この試合は現地時間2000年12月2日に米・ネバダ州ラスベガスで行われた世界S・ウェルター級2団体王座統一戦。
WBA王者フェリックス・トリニダードとIBF王者フェルナンド・バルガスによる一戦は、計5度のダウンを奪ったトリニダードが12R1分33秒TKOで勝利。見事王座統一を果たしている。
 
 
なお、勝利したトリニダードはこの翌年にミドル級に進出し、ウィリアム・ジョッピーを5RTKOに下して3階級制覇を達成する。

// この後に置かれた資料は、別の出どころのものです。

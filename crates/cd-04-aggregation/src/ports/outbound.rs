//! Outbound Ports (Driven Ports)
//!
//! The read-only aggregate queries this subsystem needs from the record
//! store. Nothing here writes, locks or opens a transaction.

use async_trait::async_trait;
use cd_03_field_registry::FieldPath;
use shared_types::Collection;

use crate::domain::{Condition, Groups};
use crate::error::StorageError;

/// Aggregate queries over stored records (Driven Port).
///
/// Counts are raw. Censoring happens in this crate's service layer, never in
/// the store.
#[async_trait]
pub trait RecordStore: Send + Sync {
    /// Records of `path.collection` grouped by the value at `path`.
    ///
    /// Records without a value are grouped under `None`.
    async fn group_count(&self, path: &FieldPath) -> Result<Groups, StorageError>;

    /// Records whose numeric value at `path` lies in `[floor, ceil)`.
    async fn count_in_range(
        &self,
        path: &FieldPath,
        floor: Option<i64>,
        ceil: Option<i64>,
    ) -> Result<u64, StorageError>;

    /// Total records in a collection.
    async fn count_records(&self, collection: Collection) -> Result<u64, StorageError>;

    /// Records grouped by the first `len` characters of the string at `path`.
    async fn group_count_by_prefix(&self, path: &FieldPath, len: usize) -> Result<Groups, StorageError>;

    /// Lexicographically first and last distinct values at `path`, if any.
    async fn distinct_bounds(&self, path: &FieldPath) -> Result<Option<(String, String)>, StorageError>;

    /// Records of `collection` satisfying every condition.
    async fn count_matching(
        &self,
        collection: Collection,
        conditions: &[Condition],
    ) -> Result<u64, StorageError>;
}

だが、同年9月にバーナード・ホプキンスとの3団体統一戦に敗れて初黒星を喫するとともに王座から陥落している。
 
「1000年に1度の世紀の対決」と銘打たれたオスカー・デラホーヤとの一騎打ちを僅差判定で勝利し、2000年にS・ウェルター級に進出。デビッド・リード、ママドゥ・チャム、フェルナンド・バルガスを相手に3連勝を飾るなど、この年はまさしく“フェリックス・トリニダードの年”だったと言っても過言ではない。
 
中でも20世紀史に残るKO劇と称されるフェルナンド・バルガス戦は必見である。
 
 
ちなみに僕はこの日のO.A.を観る気はいっさいない。なぜなら解説者にジョー小泉の名前があるから
 
ルイス・ネリvsアーロン・アラメダ結構接戦になると思うねんな。てか、またサウスポーw 右リードの差し合いと接近戦でのボディ合戦?
 

両者のジャブがすげえw 強烈な左でいきなりピヨらせたトリニダードと、カウンター狙いでじっくり立て直したバルガス

まずこの試合を観て驚かされるのが、両者の左ジャブがめちゃくちゃ鋭いこと。
 
リラックスした構えから力感なくスッと打ち出すにも関わらず、見るからに重そうなバルガスのジャブ。それに対し、トリニダードの左はナイフのような鋭さで“ピュッ”と伸びる。
 
特にトリニダードの左の切れ味は特筆もので、目標物がはるか後方にあるのでは? と思うほどの貫通力を誇る。
 
強ジャブの使い手でパッと思いつくのは同時期に活躍したアイク・クォーティだが、トリニダードのジャブはあの選手のジャブとも少し質が違う。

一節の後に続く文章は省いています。